PROVIDED RECORDS section start

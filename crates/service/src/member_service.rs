use std::sync::Arc;
use tracing::{info, instrument};
use uuid::Uuid;

use models::member::{validate_address, validate_name};

use crate::domain::{Member, MemberUpdate, NewMember, UpdateOutcome};
use crate::errors::ServiceError;
use crate::repository::MemberRepository;

/// Member registry: create, list, update name/address, delete.
pub struct MemberService<R: MemberRepository + ?Sized> {
    repo: Arc<R>,
}

impl<R: MemberRepository + ?Sized> MemberService<R> {
    pub fn new(repo: Arc<R>) -> Self { Self { repo } }

    /// Add a member after validating name and address.
    ///
    /// # Examples
    /// ```
    /// use service::{MemberService, repository::mock::InMemoryRepository};
    /// use service::domain::NewMember;
    /// use std::sync::Arc;
    /// let svc = MemberService::new(Arc::new(InMemoryRepository::default()));
    /// let m = tokio_test::block_on(svc.add_member(NewMember { name: "Rahim".into(), address: "Room 2".into() })).unwrap();
    /// assert_eq!(m.name, "Rahim");
    /// ```
    #[instrument(skip(self, input), fields(name = %input.name))]
    pub async fn add_member(&self, input: NewMember) -> Result<Member, ServiceError> {
        validate_name(&input.name)?;
        validate_address(&input.address)?;
        let member = self.repo.insert_member(&input).await?;
        info!(member_id = %member.id, "member_added");
        Ok(member)
    }

    pub async fn list_members(&self) -> Result<Vec<Member>, ServiceError> {
        self.repo.list_members().await
    }

    /// Overwrite name and address only; reports not-found and no-change separately.
    #[instrument(skip(self, input), fields(member_id = %id))]
    pub async fn update_member(&self, id: Uuid, input: MemberUpdate) -> Result<UpdateOutcome, ServiceError> {
        validate_name(&input.name)?;
        validate_address(&input.address)?;
        let outcome = self.repo.update_member(id, &input).await?;
        info!(?outcome, "member_update");
        Ok(outcome)
    }

    /// Remove a member; meal entries that reference it are left in place.
    #[instrument(skip(self), fields(member_id = %id))]
    pub async fn delete_member(&self, id: Uuid) -> Result<u64, ServiceError> {
        let deleted = self.repo.delete_member(id).await?;
        info!(deleted, "member_deleted");
        Ok(deleted)
    }
}

#[cfg(test)]
mod tests {
    use super::*;
    use crate::repository::mock::InMemoryRepository;

    fn svc() -> MemberService<InMemoryRepository> {
        MemberService::new(Arc::new(InMemoryRepository::default()))
    }

    fn new_member(name: &str, address: &str) -> NewMember {
        NewMember { name: name.into(), address: address.into() }
    }

    #[tokio::test]
    async fn added_member_is_listed_with_generated_id() {
        let svc = svc();
        let a = svc.add_member(new_member("Rahim", "Room 1")).await.unwrap();
        let b = svc.add_member(new_member("Karim", "Room 2")).await.unwrap();
        assert_ne!(a.id, b.id);
        let all = svc.list_members().await.unwrap();
        assert_eq!(all, vec![a, b]);
    }

    #[tokio::test]
    async fn blank_name_is_a_validation_error() {
        let err = svc().add_member(new_member("  ", "x")).await.unwrap_err();
        assert!(matches!(err, ServiceError::Validation(_)));
    }

    #[tokio::test]
    async fn update_reports_updated_unchanged_and_not_found() {
        let svc = svc();
        let m = svc.add_member(new_member("Rahim", "Room 1")).await.unwrap();

        let same = MemberUpdate { name: "Rahim".into(), address: "Room 1".into() };
        assert_eq!(svc.update_member(m.id, same).await.unwrap(), UpdateOutcome::Unchanged);

        let moved = MemberUpdate { name: "Rahim".into(), address: "Room 9".into() };
        assert_eq!(svc.update_member(m.id, moved.clone()).await.unwrap(), UpdateOutcome::Updated);
        assert_eq!(svc.list_members().await.unwrap()[0].address, "Room 9");
        assert_eq!(svc.list_members().await.unwrap()[0].id, m.id);

        assert_eq!(svc.update_member(Uuid::new_v4(), moved).await.unwrap(), UpdateOutcome::NotFound);
    }

    #[tokio::test]
    async fn delete_removes_member_and_is_idempotent() {
        let svc = svc();
        let m = svc.add_member(new_member("Rahim", "")).await.unwrap();
        assert_eq!(svc.delete_member(m.id).await.unwrap(), 1);
        assert!(svc.list_members().await.unwrap().is_empty());
        assert_eq!(svc.delete_member(m.id).await.unwrap(), 0);
    }
}
use sea_orm::{entity::prelude::*, sea_query::OnConflict, DatabaseConnection, Set};
use chrono::Utc;
use serde::{Deserialize, Serialize};

use crate::errors::ModelError;

/// Key of the singleton per-meal price row.
pub const MEAL_RATE_KEY: &str = "mealRate";

#[derive(Clone, Debug, PartialEq, DeriveEntityModel, Serialize, Deserialize)]
#[sea_orm(table_name = "setting")]
pub struct Model {
    #[sea_orm(primary_key, auto_increment = false)]
    pub key: String,
    pub value: f64,
    pub updated_at: DateTimeWithTimeZone,
}

#[derive(Copy, Clone, Debug, EnumIter, DeriveRelation)]
pub enum Relation {}

impl ActiveModelBehavior for ActiveModel {}

pub fn validate_rate(value: f64) -> Result<(), ModelError> {
    if !value.is_finite() || value < 0.0 {
        return Err(ModelError::Validation("rate must be a finite number >= 0".into()));
    }
    Ok(())
}

pub async fn get_value(db: &DatabaseConnection, key: &str) -> Result<Option<f64>, ModelError> {
    Ok(Entity::find_by_id(key.to_string()).one(db).await?.map(|m| m.value))
}

/// Insert or overwrite the value stored under `key`.
pub async fn upsert(db: &DatabaseConnection, key: &str, value: f64) -> Result<Model, ModelError> {
    validate_rate(value)?;
    let am = ActiveModel {
        key: Set(key.to_string()),
        value: Set(value),
        updated_at: Set(Utc::now().into()),
    };
    let stored = Entity::insert(am)
        .on_conflict(
            OnConflict::column(Column::Key)
                .update_columns([Column::Value, Column::UpdatedAt])
                .to_owned(),
        )
        .exec_with_returning(db)
        .await?;
    Ok(stored)
}

#[cfg(test)]
mod tests {
    use super::*;

    #[test]
    fn rate_must_be_finite_and_non_negative() {
        assert!(validate_rate(-0.5).is_err());
        assert!(validate_rate(f64::NAN).is_err());
        assert!(validate_rate(f64::INFINITY).is_err());
        assert!(validate_rate(0.0).is_ok());
        assert!(validate_rate(62.5).is_ok());
    }
}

PROVIDED RECORDS section end

• [REQUIREMENT]: Copy out each line of the data that holds the string "derive".

• [TASK RESPONSE]:
#[derive(Clone, Debug, PartialEq, DeriveEntityModel, Serialize, Deserialize)]
#[derive(Copy, Clone, Debug, EnumIter, DeriveRelation)]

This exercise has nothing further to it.